読み進めるごとに、久住昌之さんのお話なのに、頭の中には「孤独のグルメ」での松重豊さんの姿が思い浮かんだり、ドラマの最後にある久住さんのコーナーが思い浮かんできたりしました。

食べることが好きな方のエッセイは、食欲を掻き立てられるだけでなく、読み終えた後の食べたいものにも少なからず影響を受ける、としみじみ思いました。

どうして今の客ってのは、出された料理をやれ味が薄いだの、味が落ちただの、どこのほうがウマいだの、原料はなんだの、インテリみたいな口を利くんだ。

出てきたものを、美味しくなるように考えたらいいじゃないか。どうしてこっちから美味しく食べようと歩み寄らないんだ。食べるっていうのは、君自身の問題だろう。

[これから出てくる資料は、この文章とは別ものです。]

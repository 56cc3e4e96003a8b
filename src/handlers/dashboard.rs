use axum::extract::State;

use super::common::success_response;
use crate::{services::dashboard::Dashboard, ApiResult, AppState};

pub async fn get_dashboard(State(state): State<AppState>) -> ApiResult<Dashboard> {
    Ok(success_response(state.services.dashboard.summary().await?))
}
use config::{Config, ConfigError, Environment, File};
use serde::Deserialize;
use std::env;
use std::path::Path;
use thiserror::Error;
use tracing::{error, info};
use validator::{Validate, ValidationError};

/// Default values for configuration
const DEFAULT_LOG_LEVEL: &str = "info";
const DEFAULT_ENV: &str = "development";
const DEFAULT_PORT: u16 = 8080;
const DEFAULT_CURRENCY: &str = "XOF";
const CONFIG_DIR: &str = "config";

/// Application configuration structure with validation
#[derive(Clone, Debug, Deserialize, Validate)]
#[serde(deny_unknown_fields)]
pub struct AppConfig {
    /// Database connection URL
    pub database_url: String,

    /// Server host address
    pub host: String,

    /// Server port
    #[serde(default = "default_port")]
    pub port: u16,

    /// Application environment
    pub environment: String,

    /// Logging level
    #[serde(default = "default_log_level")]
    #[validate(custom = "validate_log_level")]
    pub log_level: String,

    /// Log in JSON format (structured logging)
    #[serde(default)]
    pub log_json: bool,

    /// Run the embedded migrations on startup
    #[serde(default = "default_true_bool")]
    pub auto_migrate: bool,

    #[serde(default = "default_db_max_connections")]
    #[validate(range(min = 1))]
    pub db_max_connections: u32,
    #[serde(default = "default_db_min_connections")]
    pub db_min_connections: u32,
    #[serde(default = "default_db_connect_timeout_secs")]
    pub db_connect_timeout_secs: u64,
    #[serde(default = "default_db_idle_timeout_secs")]
    pub db_idle_timeout_secs: u64,
    #[serde(default = "default_db_acquire_timeout_secs")]
    pub db_acquire_timeout_secs: u64,

    /// Capacity of the in-process event channel
    #[serde(default = "default_event_channel_capacity")]
    #[validate(custom = "validate_event_channel_capacity")]
    pub event_channel_capacity: usize,

    /// ISO currency code amounts are expressed in
    #[serde(default = "default_currency")]
    #[validate(length(equal = 3))]
    pub default_currency: String,

    /// Reject delivery notes that would exceed the ordered quantity
    #[serde(default = "default_true_bool")]
    pub enforce_delivery_limits: bool,

    #[serde(default = "default_api_page_size")]
    #[validate(range(min = 1, max = 1000))]
    pub api_default_page_size: u64,

    #[serde(default = "default_api_max_page_size")]
    #[validate(range(min = 1, max = 1000))]
    pub api_max_page_size: u64,
}

impl AppConfig {
    /// Creates a configuration with defaults for every optional setting
    pub fn new(database_url: String, host: String, port: u16, environment: String) -> Self {
        Self {
            database_url,
            host,
            port,
            environment,
            log_level: default_log_level(),
            log_json: false,
            auto_migrate: true,
            db_max_connections: default_db_max_connections(),
            db_min_connections: default_db_min_connections(),
            db_connect_timeout_secs: default_db_connect_timeout_secs(),
            db_idle_timeout_secs: default_db_idle_timeout_secs(),
            db_acquire_timeout_secs: default_db_acquire_timeout_secs(),
            event_channel_capacity: default_event_channel_capacity(),
            default_currency: default_currency(),
            enforce_delivery_limits: true,
            api_default_page_size: default_api_page_size(),
            api_max_page_size: default_api_max_page_size(),
        }
    }

    /// Gets database URL reference
    pub fn database_url(&self) -> &str {
        &self.database_url
    }

    /// Checks if running in production environment
    pub fn is_production(&self) -> bool {
        self.environment.eq_ignore_ascii_case("production")
    }

    /// Checks if running in development environment
    pub fn is_development(&self) -> bool {
        self.environment.eq_ignore_ascii_case("development")
    }

    /// Socket address string the HTTP server binds to
    pub fn bind_address(&self) -> String {
        format!("{}:{}", self.host, self.port)
    }

    /// Clamps a requested page size to the configured bounds.
    pub fn page_size(&self, requested: Option<u64>) -> u64 {
        requested
            .unwrap_or(self.api_default_page_size)
            .clamp(1, self.api_max_page_size)
    }

    fn validate_page_sizes(&self) -> Result<(), ValidationError> {
        if self.api_default_page_size > self.api_max_page_size {
            let mut err = ValidationError::new("api_default_page_size");
            err.message = Some("api_default_page_size must not exceed api_max_page_size".into());
            return Err(err);
        }
        Ok(())
    }
}

/// Configuration loading errors
#[derive(Debug, Error)]
pub enum AppConfigError {
    #[error("Configuration loading failed: {0}")]
    Load(#[from] ConfigError),
    #[error("Configuration validation failed: {0}")]
    Validation(#[from] validator::ValidationErrors),
    #[error("IO error: {0}")]
    Io(#[from] std::io::Error),
}

fn default_log_level() -> String {
    DEFAULT_LOG_LEVEL.to_string()
}

fn default_port() -> u16 {
    DEFAULT_PORT
}

fn default_true_bool() -> bool {
    true
}

fn default_db_max_connections() -> u32 {
    16
}

fn default_db_min_connections() -> u32 {
    2
}

fn default_db_connect_timeout_secs() -> u64 {
    30
}

fn default_db_idle_timeout_secs() -> u64 {
    600
}

fn default_db_acquire_timeout_secs() -> u64 {
    8
}

fn default_event_channel_capacity() -> usize {
    1024
}

fn default_currency() -> String {
    DEFAULT_CURRENCY.to_string()
}

fn default_api_page_size() -> u64 {
    20
}

fn default_api_max_page_size() -> u64 {
    100
}

/// Validates log level values
fn validate_log_level(level: &str) -> Result<(), ValidationError> {
    let valid_levels = ["trace", "debug", "info", "warn", "error"];
    if valid_levels.contains(&level.to_lowercase().as_str()) {
        Ok(())
    } else {
        let mut err = ValidationError::new("log_level");
        err.message = Some("Must be one of: trace, debug, info, warn, error".into());
        Err(err)
    }
}

fn validate_event_channel_capacity(capacity: usize) -> Result<(), ValidationError> {
    if capacity == 0 {
        let mut err = ValidationError::new("event_channel_capacity");
        err.message = Some("event_channel_capacity must be greater than 0".into());
        return Err(err);
    }
    Ok(())
}

/// Initializes tracing using the provided log level as the default filter
pub fn init_tracing(level: &str, json: bool) {
    use tracing_subscriber::{fmt, EnvFilter};

    let default_directive = format!("gestion_api={},tower_http=debug", level);
    let filter_directive = env::var("RUST_LOG")
        .ok()
        .filter(|s| !s.trim().is_empty())
        .unwrap_or(default_directive);

    if json {
        let _ = fmt()
            .with_env_filter(EnvFilter::new(filter_directive))
            .json()
            .try_init();
    } else {
        let _ = fmt()
            .with_env_filter(EnvFilter::new(filter_directive))
            .try_init();
    }
}

/// Loads application configuration
///
/// Layers configuration sources in this order:
/// 1. Built-in defaults
/// 2. Default config (config/default.toml)
/// 3. Environment-specific config (config/{env}.toml)
/// 4. Environment variables (APP__*)
pub fn load_config() -> Result<AppConfig, AppConfigError> {
    let run_env = env::var("RUN_ENV")
        .or_else(|_| env::var("APP_ENV"))
        .unwrap_or_else(|_| DEFAULT_ENV.to_string());
    info!("Loading configuration for environment: {}", run_env);

    if !Path::new(CONFIG_DIR).exists() {
        info!(
            "Config directory '{}' not found; relying on built-in defaults and environment variables",
            CONFIG_DIR
        );
    }

    let config = Config::builder()
        .set_default("database_url", "sqlite://gestion.db?mode=rwc")?
        .set_default("host", "0.0.0.0")?
        .set_default("port", i64::from(DEFAULT_PORT))?
        .set_default("environment", DEFAULT_ENV)?
        .set_default("log_level", DEFAULT_LOG_LEVEL)?
        .set_default("log_json", false)?
        .add_source(File::with_name(&format!("{}/default", CONFIG_DIR)).required(false))
        .add_source(File::with_name(&format!("{}/{}", CONFIG_DIR, run_env)).required(false))
        .add_source(Environment::with_prefix("APP").separator("__"))
        .build()?;

    let app_config: AppConfig = config.try_deserialize()?;
    validate_config(&app_config)?;

    info!("Configuration loaded successfully");
    Ok(app_config)
}

fn validate_config(app_config: &AppConfig) -> Result<(), AppConfigError> {
    app_config.validate().map_err(|e| {
        error!("Configuration validation failed: {:?}", e);
        AppConfigError::Validation(e)
    })?;

    if let Err(err) = app_config.validate_page_sizes() {
        let mut errors = validator::ValidationErrors::new();
        errors.add("api_default_page_size", err);
        error!("Configuration validation failed: {:?}", errors);
        return Err(AppConfigError::Validation(errors));
    }
    Ok(())
}

#[cfg(test)]
mod tests {
    use super::*;

    fn base_config() -> AppConfig {
        AppConfig::new(
            "sqlite::memory:".into(),
            "127.0.0.1".into(),
            8080,
            "development".into(),
        )
    }

    #[test]
    fn defaults_are_valid() {
        let cfg = base_config();
        assert!(validate_config(&cfg).is_ok());
        assert_eq!(cfg.default_currency, "XOF");
        assert!(cfg.enforce_delivery_limits);
        assert!(cfg.is_development());
        assert_eq!(cfg.bind_address(), "127.0.0.1:8080");
    }

    #[test]
    fn rejects_unknown_log_level() {
        let mut cfg = base_config();
        cfg.log_level = "verbose".into();
        assert!(matches!(
            validate_config(&cfg),
            Err(AppConfigError::Validation(_))
        ));
    }

    #[test]
    fn rejects_zero_event_capacity() {
        let mut cfg = base_config();
        cfg.event_channel_capacity = 0;
        assert!(validate_config(&cfg).is_err());
    }

    #[test]
    fn default_page_size_cannot_exceed_max() {
        let mut cfg = base_config();
        cfg.api_default_page_size = 200;
        cfg.api_max_page_size = 100;
        assert!(validate_config(&cfg).is_err());
    }

    #[test]
    fn page_size_is_clamped() {
        let cfg = base_config();
        assert_eq!(cfg.page_size(None), 20);
        assert_eq!(cfg.page_size(Some(0)), 1);
        assert_eq!(cfg.page_size(Some(5000)), 100);
    }
}
use axum::{
    extract::{Path, Query, State},
    http::StatusCode,
};
use uuid::Uuid;

use super::common::{created_response, success_response, Created, PaginatedResponse, PaginationParams};
use crate::{
    entities::client,
    errors::ServiceError,
    services::clients::{ClientFilter, CreateClientRequest, UpdateClientRequest},
    ApiResult, AppState,
};

pub async fn list_clients(
    State(state): State<AppState>,
    Query(pagination): Query<PaginationParams>,
    Query(filter): Query<ClientFilter>,
) -> ApiResult<PaginatedResponse<client::Model>> {
    let page = state
        .services
        .clients
        .list(filter, pagination.to_request(&state.config))
        .await?;
    Ok(success_response(page.into()))
}

pub async fn create_client(
    State(state): State<AppState>,
    axum::Json(request): axum::Json<CreateClientRequest>,
) -> Result<Created<client::Model>, ServiceError> {
    let created = state.services.clients.create(request).await?;
    Ok(created_response(created))
}

pub async fn get_client(
    State(state): State<AppState>,
    Path(id): Path<Uuid>,
) -> ApiResult<client::Model> {
    Ok(success_response(state.services.clients.get(id).await?))
}

pub async fn update_client(
    State(state): State<AppState>,
    Path(id): Path<Uuid>,
    axum::Json(request): axum::Json<UpdateClientRequest>,
) -> ApiResult<client::Model> {
    Ok(success_response(
        state.services.clients.update(id, request).await?,
    ))
}

pub async fn delete_client(
    State(state): State<AppState>,
    Path(id): Path<Uuid>,
) -> Result<StatusCode, ServiceError> {
    state.services.clients.delete(id).await?;
    Ok(StatusCode::NO_CONTENT)
}

/// Corrective recomputation of the client's rollups.
pub async fn recalculate_client(
    State(state): State<AppState>,
    Path(id): Path<Uuid>,
) -> ApiResult<client::Model> {
    Ok(success_response(
        state.services.clients.recalculate(id).await?,
    ))
}
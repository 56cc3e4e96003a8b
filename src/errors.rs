use axum::{
    http::StatusCode,
    response::{IntoResponse, Response},
    Json,
};
use rust_decimal::Decimal;
use serde::{Deserialize, Serialize};
use uuid::Uuid;

use crate::lifecycle::DocumentType;

fn current_request_id() -> Option<String> {
    crate::tracing::current_request_id().map(|rid| rid.as_str().to_string())
}

/// JSON body returned for every failed request
#[derive(Debug, Serialize, Deserialize)]
pub struct ErrorResponse {
    /// HTTP status category (e.g., "Not Found", "Bad Request")
    pub error: String,
    /// Human-readable error description
    pub message: String,
    #[serde(skip_serializing_if = "Option::is_none")]
    pub details: Option<String>,
    /// Request identifier echoed from `x-request-id`
    #[serde(skip_serializing_if = "Option::is_none")]
    pub request_id: Option<String>,
    /// RFC 3339 timestamp
    pub timestamp: String,
}

#[derive(Debug, thiserror::Error, Serialize)]
pub enum ServiceError {
    #[error("Database error: {0}")]
    DatabaseError(
        #[from]
        #[serde(skip)]
        sea_orm::error::DbErr,
    ),

    #[error("Not found: {0}")]
    NotFound(String),

    #[error("Validation error: {0}")]
    ValidationError(String),

    #[error("Invalid transition for {document}: {from} -> {to}")]
    InvalidTransition {
        document: DocumentType,
        from: String,
        to: String,
    },

    #[error(
        "Quantity overrun on '{designation}': requested {requested}, remaining {remaining} of {ordered}"
    )]
    QuantityOverrun {
        ligne_id: Uuid,
        designation: String,
        ordered: Decimal,
        requested: Decimal,
        remaining: Decimal,
    },

    #[error("Invalid operation: {0}")]
    InvalidOperation(String),

    #[error("Concurrent modification: {0}")]
    ConcurrentModification(Uuid),

    #[error("Conflict: {0}")]
    Conflict(String),

}

impl From<validator::ValidationErrors> for ServiceError {
    fn from(err: validator::ValidationErrors) -> Self {
        ServiceError::ValidationError(err.to_string())
    }
}

impl ServiceError {
    pub fn not_found(kind: &str, id: Uuid) -> Self {
        ServiceError::NotFound(format!("{} {} not found", kind, id))
    }

    /// Returns the HTTP status code for this error.
    /// This is the single source of truth for error-to-status mapping.
    pub fn status_code(&self) -> StatusCode {
        match self {
            Self::DatabaseError(_) => StatusCode::INTERNAL_SERVER_ERROR,
            Self::NotFound(_) => StatusCode::NOT_FOUND,
            Self::ValidationError(_)
            | Self::InvalidTransition { .. }
            | Self::InvalidOperation(_) => StatusCode::BAD_REQUEST,
            Self::QuantityOverrun { .. } => StatusCode::UNPROCESSABLE_ENTITY,
            Self::Conflict(_) | Self::ConcurrentModification(_) => StatusCode::CONFLICT,
        }
    }

    /// Returns the error message suitable for HTTP responses.
    /// Internal errors return generic messages to avoid leaking implementation details.
    pub fn response_message(&self) -> String {
        match self {
            Self::DatabaseError(_) => "Database error".to_string(),
            Self::ConcurrentModification(id) => {
                format!("Concurrent modification for ID {}", id)
            }
            _ => self.to_string(),
        }
    }
}

impl IntoResponse for ServiceError {
    fn into_response(self) -> Response {
        let status = self.status_code();
        let error_message = self.response_message();

        let err = ErrorResponse {
            error: status.canonical_reason().unwrap_or("Error").to_string(),
            message: error_message,
            details: None,
            request_id: current_request_id(),
            timestamp: chrono::Utc::now().to_rfc3339(),
        };

        (status, Json(err)).into_response()
    }
}

#[cfg(test)]
mod tests {
    use super::*;
    use axum::body::to_bytes;
    use rust_decimal_macros::dec;
    use sea_orm::DbErr;

    #[tokio::test]
    async fn service_error_response_includes_request_id() {
        let response =
            crate::tracing::scope_request_id(crate::tracing::RequestId::new("req-123"), async {
                ServiceError::NotFound("missing".into()).into_response()
            })
            .await;
        assert_eq!(response.status(), StatusCode::NOT_FOUND);

        let body = to_bytes(response.into_body(), usize::MAX).await.unwrap();
        let payload: ErrorResponse = serde_json::from_slice(&body).unwrap();
        assert_eq!(payload.request_id.as_deref(), Some("req-123"));
    }

    #[test]
    fn business_errors_map_to_client_statuses() {
        let transition = ServiceError::InvalidTransition {
            document: DocumentType::Bdc,
            from: "BROUILLON".into(),
            to: "APPROUVE".into(),
        };
        assert_eq!(transition.status_code(), StatusCode::BAD_REQUEST);
        assert_eq!(
            transition.response_message(),
            "Invalid transition for bdc: BROUILLON -> APPROUVE"
        );

        let overrun = ServiceError::QuantityOverrun {
            ligne_id: Uuid::nil(),
            designation: "Fer à béton".into(),
            ordered: dec!(100),
            requested: dec!(50),
            remaining: dec!(40),
        };
        assert_eq!(overrun.status_code(), StatusCode::UNPROCESSABLE_ENTITY);
        assert_eq!(
            ServiceError::ConcurrentModification(Uuid::nil()).status_code(),
            StatusCode::CONFLICT
        );
    }

    #[test]
    fn database_errors_hide_details() {
        let err = ServiceError::from(DbErr::Custom("disk full".into()));
        assert_eq!(err.status_code(), StatusCode::INTERNAL_SERVER_ERROR);
        assert_eq!(err.response_message(), "Database error");
        assert_eq!(
            ServiceError::ValidationError("motif requis".into()).response_message(),
            "Validation error: motif requis"
        );
    }
}
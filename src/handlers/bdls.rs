use axum::{
    extract::{Path, Query, State},
    http::StatusCode,
    Json,
};
use uuid::Uuid;

use super::common::{
    success_response, NextStatusesResponse, PaginatedResponse, PaginationParams,
    StatusChangeRequest,
};
use crate::{
    entities::bdl::{self, BdlStatus},
    errors::ServiceError,
    rules,
    services::bdls::BdlFilter,
    ApiResult, AppState,
};

pub async fn list_bdls(
    State(state): State<AppState>,
    Query(pagination): Query<PaginationParams>,
    Query(filter): Query<BdlFilter>,
) -> ApiResult<PaginatedResponse<bdl::Model>> {
    let page = state
        .services
        .bdls
        .list(filter, pagination.to_request(&state.config))
        .await?;
    Ok(success_response(page.into()))
}

pub async fn get_bdl(
    State(state): State<AppState>,
    Path(id): Path<Uuid>,
) -> ApiResult<bdl::Model> {
    Ok(success_response(state.services.bdls.get(id).await?))
}

pub async fn delete_bdl(
    State(state): State<AppState>,
    Path(id): Path<Uuid>,
) -> Result<StatusCode, ServiceError> {
    state.services.bdls.delete(id).await?;
    Ok(StatusCode::NO_CONTENT)
}

pub async fn bdl_next_statuses(
    State(state): State<AppState>,
    Path(id): Path<Uuid>,
) -> ApiResult<NextStatusesResponse> {
    let current = state.services.bdls.get(id).await?;
    let invoiceable = rules::is_facture_generable(std::slice::from_ref(&current));
    Ok(success_response(NextStatusesResponse::new(
        current.statut,
        Some(invoiceable),
    )))
}

pub async fn change_bdl_status(
    State(state): State<AppState>,
    Path(id): Path<Uuid>,
    Json(request): Json<StatusChangeRequest>,
) -> ApiResult<bdl::Model> {
    let to = request.target::<BdlStatus>()?;
    Ok(success_response(state.services.bdls.transition(id, to).await?))
}
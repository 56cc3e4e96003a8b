//! Gestion API
//!
//! Commercial back office covering the proforma to payment chain, clients and
//! expenses, served over a JSON HTTP API.
#![forbid(unsafe_code)]
#![deny(rust_2018_idioms)]
#![allow(elided_lifetimes_in_paths)]
#![warn(clippy::all, clippy::perf, clippy::dbg_macro)]

pub mod config;
pub mod db;
pub mod entities;
pub mod errors;
pub mod events;
pub mod handlers;
pub mod lifecycle;
pub mod middleware_helpers;
pub mod migrator;
pub mod reconciliation;
pub mod rules;
pub mod services;
pub mod tracing;

use axum::{
    response::Json,
    routing::{get, post},
    Router,
};
use chrono::Utc;
use serde::Serialize;
use std::sync::Arc;
use tower_http::{compression::CompressionLayer, cors::CorsLayer};

use handlers::{
    bdcs, bdls, clients, dashboard, depenses, factures, health, paiements, proformas,
};

#[derive(Clone)]
pub struct AppState {
    pub db: Arc<db::DbPool>,
    pub config: config::AppConfig,
    pub event_sender: Arc<events::EventSender>,
    pub services: handlers::AppServices,
}

impl AppState {
    pub fn new(db: db::DbPool, config: config::AppConfig, event_sender: events::EventSender) -> Self {
        let db = Arc::new(db);
        let event_sender = Arc::new(event_sender);
        let services = handlers::AppServices::new(db.clone(), event_sender.clone(), &config);
        Self {
            db,
            config,
            event_sender,
            services,
        }
    }
}

// Common response wrappers
#[derive(Debug, Serialize)]
pub struct ApiResponse<T> {
    pub success: bool,
    pub data: T,
    #[serde(skip_serializing_if = "Option::is_none")]
    pub meta: Option<ResponseMeta>,
}

#[derive(Debug, Serialize)]
pub struct ResponseMeta {
    #[serde(skip_serializing_if = "Option::is_none")]
    pub request_id: Option<String>,
    pub timestamp: String,
}

impl ResponseMeta {
    fn capture() -> Self {
        Self {
            request_id: crate::tracing::current_request_id().map(|rid| rid.as_str().to_string()),
            timestamp: Utc::now().to_rfc3339(),
        }
    }
}

impl<T> ApiResponse<T> {
    pub fn success(data: T) -> Self {
        Self {
            success: true,
            data,
            meta: Some(ResponseMeta::capture()),
        }
    }
}


/// Standard API result type for JSON responses
pub type ApiResult<T> = Result<Json<ApiResponse<T>>, errors::ServiceError>;

pub fn api_v1_routes() -> Router<AppState> {
    let clients = Router::new()
        .route(
            "/clients",
            get(clients::list_clients).post(clients::create_client),
        )
        .route(
            "/clients/:id",
            get(clients::get_client)
                .put(clients::update_client)
                .delete(clients::delete_client),
        )
        .route(
            "/clients/:id/recalculate",
            post(clients::recalculate_client),
        );

    let proformas = Router::new()
        .route(
            "/proformas",
            get(proformas::list_proformas).post(proformas::create_proforma),
        )
        .route(
            "/proformas/:id",
            get(proformas::get_proforma)
                .put(proformas::update_proforma)
                .delete(proformas::delete_proforma),
        )
        .route(
            "/proformas/:id/next-statuses",
            get(proformas::proforma_next_statuses),
        )
        .route(
            "/proformas/:id/status",
            post(proformas::change_proforma_status),
        )
        .route("/proformas/:id/bdc", post(proformas::generate_bdc));

    let bdcs = Router::new()
        .route("/bdcs", get(bdcs::list_bdcs).post(bdcs::create_bdc))
        .route("/bdcs/:id", get(bdcs::get_bdc).delete(bdcs::delete_bdc))
        .route("/bdcs/:id/next-statuses", get(bdcs::bdc_next_statuses))
        .route("/bdcs/:id/status", post(bdcs::change_bdc_status))
        .route("/bdcs/:id/progress", get(bdcs::bdc_progress))
        .route("/bdcs/:id/bdls", post(bdcs::create_bdl_for_bdc));

    let bdls = Router::new()
        .route("/bdls", get(bdls::list_bdls))
        .route("/bdls/:id", get(bdls::get_bdl).delete(bdls::delete_bdl))
        .route("/bdls/:id/next-statuses", get(bdls::bdl_next_statuses))
        .route("/bdls/:id/status", post(bdls::change_bdl_status));

    let factures = Router::new()
        .route(
            "/factures",
            get(factures::list_factures).post(factures::create_facture),
        )
        .route(
            "/factures/:id",
            get(factures::get_facture).delete(factures::delete_facture),
        )
        .route(
            "/factures/:id/next-statuses",
            get(factures::facture_next_statuses),
        )
        .route(
            "/factures/:id/status",
            post(factures::change_facture_status),
        )
        .route("/factures/:id/emit", post(factures::emit_facture))
        .route("/factures/:id/cancel", post(factures::cancel_facture));

    let paiements = Router::new()
        .route(
            "/paiements",
            get(paiements::list_paiements).post(paiements::record_paiement),
        )
        .route(
            "/paiements/:id",
            get(paiements::get_paiement).delete(paiements::delete_paiement),
        );

    let depenses = Router::new()
        .route(
            "/depenses",
            get(depenses::list_depenses).post(depenses::create_depense),
        )
        .route(
            "/depenses/:id",
            get(depenses::get_depense)
                .put(depenses::update_depense)
                .delete(depenses::delete_depense),
        );

    Router::new()
        .merge(clients)
        .merge(proformas)
        .merge(bdcs)
        .merge(bdls)
        .merge(factures)
        .merge(paiements)
        .merge(depenses)
        .route("/dashboard", get(dashboard::get_dashboard))
}

/// Full application router with the HTTP middleware stack applied.
pub fn build_router(state: AppState) -> Router {
    let cors_layer = if state.config.is_development() {
        CorsLayer::permissive()
    } else {
        CorsLayer::new()
    };

    Router::new()
        .route("/health", get(health::health_check))
        .nest("/api/v1", api_v1_routes())
        .layer(crate::tracing::configure_http_tracing())
        .layer(CompressionLayer::new())
        .layer(cors_layer)
        // Ensure every request carries a request id for traceability
        .layer(axum::middleware::from_fn(
            middleware_helpers::request_id_middleware,
        ))
        .with_state(state)
}
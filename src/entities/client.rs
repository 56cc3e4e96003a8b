use chrono::{DateTime, Utc};
use rust_decimal::Decimal;
use sea_orm::entity::prelude::*;
use serde::{Deserialize, Serialize};

use crate::entities::VersionedEntity;

/// Client record. The four `total_*` columns are rollups owned by financial
/// reconciliation and are never written from user input.
#[derive(Clone, Debug, PartialEq, Eq, DeriveEntityModel, Serialize, Deserialize)]
#[sea_orm(table_name = "clients")]
pub struct Model {
    #[sea_orm(primary_key, auto_increment = false)]
    pub id: Uuid,
    pub nom: String,
    pub email: Option<String>,
    pub telephone: Option<String>,
    pub adresse: Option<String>,
    pub total_livre: Decimal,
    pub total_facture: Decimal,
    pub total_paye: Decimal,
    pub total_du: Decimal,
    pub version: i32,
    pub created_at: DateTime<Utc>,
    pub updated_at: DateTime<Utc>,
}

#[derive(Copy, Clone, Debug, EnumIter, DeriveRelation)]
pub enum Relation {
    #[sea_orm(has_many = "super::facture::Entity")]
    Factures,
}

impl Related<super::facture::Entity> for Entity {
    fn to() -> RelationDef {
        Relation::Factures.def()
    }
}

impl ActiveModelBehavior for ActiveModel {}

impl VersionedEntity for Entity {
    fn id_column() -> Column {
        Column::Id
    }

    fn version_column() -> Column {
        Column::Version
    }
}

どうして他人ごとのようにそうやすやすと評論できるんだ?

(「ひとり飲み飯 肴かな」本文より抜粋)

久住昌之さんの言葉には、温かみがあふれているだけでなく、時折ユーモアが含まれているところに余裕があって、肩肘張らずに読み進めていけました。

時々、抜粋した言葉たちのような、なるほどと思うことが綴られていました。たしかにクチコミであったり、評論めいたことを語るより、美味しく食べるために歩み寄ることが大切だな、なんて気づかされました。

また、ひとりで食事したり、お酒を飲むことを綴られていたからこその観察眼には、久住昌之さんだからこその気づきや楽しみ方がたくさんあって、試してみたくなる食べ方がいくつもありました。

最後に…

「ひとり飲み飯 肴かな」を読むことで、「孤独のグルメ」や「昼のセント酒」だとかをドラマで観ている時に感じる、食欲を掻き立てられる魅力がわかったような気がしました。

また、ドラマのミニコーナーで観てきた久住昌之さんの姿だけではない魅力をエッセイから知ることができました。